LONDON (Reuters) - One of eight men accused of plotting to blow up transatlantic airliners was a "shadowy figure" with links to Pakistan who arrived in Britain on a false passport pretending to be a newlywed, a court heard on Monday.

Mohammed Gulzar, 26, was a senior figure in the plot to bring down at least seven planes in mid-flight as they headed from London's Heathrow to Canada and the United States, the jury at Woolwich Crown Court in east London was told.

"Mr Gulzar is ... a far more shadowy figure in this conspiracy," prosecutor Peter Wright told the court.

"Mohammed Gulzar entered the United Kingdom as a radicalised Islamist pursuing a violent agenda."
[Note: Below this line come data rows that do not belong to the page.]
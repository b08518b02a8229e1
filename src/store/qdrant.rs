//! Vector store backed by a Qdrant server over its REST API.
//!
//! Qdrant point ids must be integers or UUIDs, so the chunk id is hashed
//! to a u64 and the original id travels in the payload. The payload keeps
//! only content, source, section title, and content hash; date, project,
//! and kind are derived from the source filename again at query time.

use std::collections::HashSet;

use async_trait::async_trait;
use serde_json::{json, Value};
use sha2::{Digest, Sha256};

use crate::config::VectorConfig;
use crate::error::MemoryError;
use crate::models::{Chunk, VectorRecord};
use crate::store::{Metric, VectorStore};

const SCROLL_PAGE: usize = 256;

pub struct QdrantStore {
    client: reqwest::Client,
    base: String,
    collection: String,
    metric: Metric,
}

impl QdrantStore {
    pub fn new(config: &VectorConfig) -> Result<Self, MemoryError> {
        let client = reqwest::Client::builder()
            .timeout(std::time::Duration::from_secs(30))
            .build()
            .map_err(|e| MemoryError::BackendFailure(e.to_string()))?;

        Ok(Self {
            client,
            base: config.url.trim_end_matches('/').to_string(),
            collection: config.collection.clone(),
            metric: Metric::parse(&config.metric).unwrap_or_default(),
        })
    }

    fn collection_url(&self) -> String {
        format!("{}/collections/{}", self.base, self.collection)
    }

    /// Points count of the collection, or None if it does not exist.
    async fn points_count(&self) -> Result<Option<u64>, MemoryError> {
        let resp = self
            .client
            .get(self.collection_url())
            .send()
            .await
            .map_err(|e| MemoryError::BackendFailure(e.to_string()))?;

        if resp.status().as_u16() == 404 {
            return Ok(None);
        }
        let body = expect_success(resp, "get collection").await?;
        let count = body
            .pointer("/result/points_count")
            .and_then(|v| v.as_u64())
            .unwrap_or(0);
        Ok(Some(count))
    }

    async fn ensure_collection(&self, dims: usize) -> Result<(), MemoryError> {
        if self.points_count().await?.is_some() {
            return Ok(());
        }

        let distance = match self.metric {
            Metric::Cosine => "Cosine",
            Metric::L2 => "Euclid",
        };
        let resp = self
            .client
            .put(self.collection_url())
            .json(&json!({
                "vectors": { "size": dims, "distance": distance }
            }))
            .send()
            .await
            .map_err(|e| MemoryError::BackendFailure(e.to_string()))?;
        expect_success(resp, "create collection").await?;
        Ok(())
    }
}

/// Map a chunk id to a Qdrant-legal numeric point id.
pub fn point_id(chunk_id: &str) -> u64 {
    let digest = Sha256::digest(chunk_id.as_bytes());
    let mut bytes = [0u8; 8];
    bytes.copy_from_slice(&digest[..8]);
    u64::from_le_bytes(bytes)
}

fn chunk_payload(chunk: &Chunk) -> Value {
    json!({
        "id": chunk.id,
        "content": chunk.content,
        "source": chunk.source,
        "section_title": chunk.section_title,
        "content_hash": chunk.content_hash,
    })
}

fn payload_str(payload: &Value, key: &str) -> String {
    payload
        .get(key)
        .and_then(|v| v.as_str())
        .unwrap_or_default()
        .to_string()
}

/// A chunk rebuilt from a Qdrant payload. Date, project, and kind are left
/// empty for the search layer to re-derive from the source path.
fn chunk_from_payload(payload: &Value) -> Chunk {
    Chunk {
        id: payload_str(payload, "id"),
        content: payload_str(payload, "content"),
        source: payload_str(payload, "source"),
        section_title: payload_str(payload, "section_title"),
        date: String::new(),
        project: String::new(),
        kind: String::new(),
        content_hash: payload_str(payload, "content_hash"),
    }
}

async fn expect_success(resp: reqwest::Response, what: &str) -> Result<Value, MemoryError> {
    let status = resp.status();
    if !status.is_success() {
        let body = resp.text().await.unwrap_or_default();
        return Err(MemoryError::BackendFailure(format!(
            "Qdrant {} failed ({}): {}",
            what, status, body
        )));
    }
    resp.json()
        .await
        .map_err(|e| MemoryError::BackendFailure(e.to_string()))
}

#[async_trait]
impl VectorStore for QdrantStore {
    async fn is_initialized(&self) -> Result<bool, MemoryError> {
        Ok(self.points_count().await?.unwrap_or(0) > 0)
    }

    async fn contains_hash(&self, hash: &str) -> Result<bool, MemoryError> {
        if self.points_count().await?.is_none() {
            return Ok(false);
        }

        let resp = self
            .client
            .post(format!("{}/points/count", self.collection_url()))
            .json(&json!({
                "filter": {
                    "must": [{ "key": "content_hash", "match": { "value": hash } }]
                },
                "exact": true
            }))
            .send()
            .await
            .map_err(|e| MemoryError::BackendFailure(e.to_string()))?;

        let body = expect_success(resp, "count points").await?;
        let count = body
            .pointer("/result/count")
            .and_then(|v| v.as_u64())
            .unwrap_or(0);
        Ok(count > 0)
    }

    async fn content_hashes(&self) -> Result<HashSet<String>, MemoryError> {
        let mut hashes = HashSet::new();
        if self.points_count().await?.is_none() {
            return Ok(hashes);
        }

        let mut offset: Option<Value> = None;
        loop {
            let mut request = json!({
                "limit": SCROLL_PAGE,
                "with_payload": ["content_hash"],
                "with_vector": false
            });
            if let Some(off) = &offset {
                request["offset"] = off.clone();
            }

            let resp = self
                .client
                .post(format!("{}/points/scroll", self.collection_url()))
                .json(&request)
                .send()
                .await
                .map_err(|e| MemoryError::BackendFailure(e.to_string()))?;
            let body = expect_success(resp, "scroll points").await?;

            if let Some(points) = body.pointer("/result/points").and_then(|v| v.as_array()) {
                for point in points {
                    if let Some(hash) = point
                        .pointer("/payload/content_hash")
                        .and_then(|v| v.as_str())
                    {
                        hashes.insert(hash.to_string());
                    }
                }
            }

            match body.pointer("/result/next_page_offset") {
                Some(off) if !off.is_null() => offset = Some(off.clone()),
                _ => break,
            }
        }

        Ok(hashes)
    }

    async fn upsert(&self, records: &[VectorRecord]) -> Result<(), MemoryError> {
        let Some(first) = records.first() else {
            return Ok(());
        };
        self.ensure_collection(first.embedding.len()).await?;

        let points: Vec<Value> = records
            .iter()
            .map(|record| {
                json!({
                    "id": point_id(&record.chunk.id),
                    "vector": record.embedding,
                    "payload": chunk_payload(&record.chunk),
                })
            })
            .collect();

        let resp = self
            .client
            .put(format!("{}/points?wait=true", self.collection_url()))
            .json(&json!({ "points": points }))
            .send()
            .await
            .map_err(|e| MemoryError::BackendFailure(e.to_string()))?;
        expect_success(resp, "upsert points").await?;
        Ok(())
    }

    async fn clear(&self) -> Result<(), MemoryError> {
        let resp = self
            .client
            .delete(self.collection_url())
            .send()
            .await
            .map_err(|e| MemoryError::BackendFailure(e.to_string()))?;

        if resp.status().as_u16() == 404 {
            return Ok(());
        }
        expect_success(resp, "delete collection").await?;
        Ok(())
    }

    async fn search(
        &self,
        vector: &[f32],
        top_k: usize,
        metric: Metric,
    ) -> Result<Vec<(VectorRecord, f32)>, MemoryError> {
        let resp = self
            .client
            .post(format!("{}/points/search", self.collection_url()))
            .json(&json!({
                "vector": vector,
                "limit": top_k,
                "with_payload": true
            }))
            .send()
            .await
            .map_err(|e| MemoryError::BackendFailure(e.to_string()))?;
        let body = expect_success(resp, "search points").await?;

        let hits = body
            .get("result")
            .and_then(|v| v.as_array())
            .cloned()
            .unwrap_or_default();

        let mut results = Vec::with_capacity(hits.len());
        for hit in &hits {
            let score = hit.get("score").and_then(|v| v.as_f64()).unwrap_or(0.0) as f32;
            // Cosine collections report similarity, Euclid collections
            // report the distance itself.
            let d = match metric {
                Metric::Cosine => 1.0 - score,
                Metric::L2 => score,
            };

            let empty = json!({});
            let payload = hit.get("payload").unwrap_or(&empty);
            results.push((
                VectorRecord {
                    chunk: chunk_from_payload(payload),
                    embedding: Vec::new(),
                },
                d,
            ));
        }

        results.sort_by(|a, b| a.1.partial_cmp(&b.1).unwrap_or(std::cmp::Ordering::Equal));
        Ok(results)
    }
}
The eight British citizens on trial at the maximum security court are Abdullah Ahmad Ali, 27, Assad Sarwar, 27, Tanvir Hussain, 27, Gulzar, Ibrahim Savant, 27, Arafat Khan, 26, Waheed Zaman, 23, and Umar Islam, 29. All are charged with conspiracy to murder. They deny the charges.

They are also accused of plotting "to commit an act of violence likely to endanger the safety of an aircraft".

Wright said Gulzar had arrived in Britain from South Africa on July 18, 2006, less than a month before police arrested the men who prosecutors say were not far from carrying out their suicide bombing mission.

He was using a South African passport under the false name, Altaf Ravat, and was with a woman he said was his wife. However she flew out of Britain shortly afterwards and Gulzar never took his return flight.  Continued...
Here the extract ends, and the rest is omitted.